What is the motion of a charged particle in a uniform electric field?
A charged particle in a uniform electric field experiences a constant force F = qE, producing constant acceleration a = qE/m. If released from rest or moving along the field, it follows a straight-line path. If projected perpendicular to the field, it traces a parabola — exactly like a horizontally projected object under gravity.
What is the formula for velocity of a charged particle accelerated through potential difference V?
The velocity is given by v = √(2qV/m), derived directly from the work-energy theorem: the work done by the field (qV) equals the kinetic energy gained (½mv²). This formula assumes the particle starts from rest. If it has initial velocity u, use v = √(u² + 2qV/m).
Does the electric force do work on a charged particle moving along an equipotential surface?
No. Along an equipotential surface, the potential difference between any two points is zero. Since W = qΔV = 0, the electric force does no work. Consequently, the speed of the particle does not change — only its direction may change.
How is the motion of a charged particle in an electric field different from its motion in a magnetic field?
The electric force F = qE acts along the field direction and does work on the particle, changing its kinetic energy.The magnetic force F = qv × B always acts perpendicular to velocity, does no work, and only changes the direction of motion (not speed). In an electric field, speed changes; in a magnetic field, speed stays constant.
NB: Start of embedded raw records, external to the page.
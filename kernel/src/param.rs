//! Kernel tunables.
//!
//! Everything here is a compile-time constant rather than a runtime config
//! file: this is a kernel image, not a hosted program. Board-specific
//! physical addresses live in `arch::memlayout` instead, since they vary
//! per target (`arch::memlayout::QemuVirt` / `arch::memlayout::RaspberryPi4`).

/// Maximum number of live process descriptors (user processes + kthreads).
pub const NPROC: usize = 64;

/// Kernel stack size for each process, in pages.
pub const KSTACK_PAGES: usize = 1;

/// Maximum length of a process name, used for diagnostics only.
pub const MAXPROCNAME: usize = 16;

/// Fixed user-space load address for process images.
pub const USER_LOAD_ADDR: usize = 0x0000_0000_0010_0000;

/// The slab/kmalloc size classes, in bytes. Nine classes, 8..=2048.
pub const KMALLOC_CLASSES: [usize; 9] = [8, 16, 32, 64, 128, 256, 512, 1024, 2048];

/// Largest request `kmalloc` will service; anything bigger is rejected.
pub const KMALLOC_MAX: usize = 2048;

/// Total virtqueue length (number of descriptors), chosen so that the
/// control block, three rings, and the parallel pointer table all fit in a
/// single page.
pub const VIRTQ_LEN: usize = 64;

/// Sector size used by the block layer / virtio-blk data descriptor.
pub const BLK_SECTOR_SIZE: usize = 512;

/// Capacity of the zone array that fits in one page of a page-zone
/// allocator instance.
pub const ZONE_CAPACITY: usize = crate::arch::addr::PAGE_SIZE / core::mem::size_of::<crate::page::Zone>();

/// Static table of bundled process images consulted by the `runproc`
/// syscall; grounded on the original's `process_image_lookup`/`binaries[]`
/// (see DESIGN.md).
pub type BinaryTable = &'static [(&'static str, &'static [u8])];

/// Number of distinct GIC interrupt lines this kernel tracks (SGIs + PPIs +
/// a generous span of SPIs covering UART/virtio/timer on both boards).
pub const NIRQ: usize = 128;

/// Maximum number of live sockets (spec.md §4.5's `socket`/`bind`/`connect`/
/// `send` syscalls; see `socket.rs`).
pub const NSOCKET: usize = 16;

/// Maximum sockets a single process may hold open at once (spec.md §3's
/// per-process "open-socket list").
pub const NPROC_SOCKETS: usize = 8;

/// Upper bound on a `display` syscall's scanned string length: the
/// pre-read validation window spec.md §4.5 requires ("a pre-call user
/// pointer is validated by walking the user page table for every page the
/// buffer spans") is capped to this many bytes so a caller can't make the
/// kernel scan for a NUL terminator forever.
pub const MAX_DISPLAY_LEN: usize = 1024;

/// Capacity of the input byte queue the UART RX ISR feeds and the blocking
/// `getchar` syscall drains.
pub const CONSOLE_INPUT_CAP: usize = 256;

/// Base of the per-process virtual-memory allocator's managed range (spec.md
/// §4.5 step 3: "allocate a per-process virtual-memory allocator spanning
/// the user address range"). Starts at the fixed load address; nothing
/// below it is ever handed out.
pub const USER_VM_BASE: usize = USER_LOAD_ADDR;

/// Maximum number of registered block devices (spec.md §9's supplemented
/// blockdev-by-name registry).
pub const NBLKDEV: usize = 4;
What is the significance of the work-energy theorem in the motion of charged particles?
The work-energy theorem ΔKE = qΔV is the quickest way to find the speed of a charged particle at any point without tracing the full trajectory. It works for both uniform and non-uniform fields because the electric force is conservative. This approach is especially powerful in JEE problems where the path is complex but the initial and final potentials are given.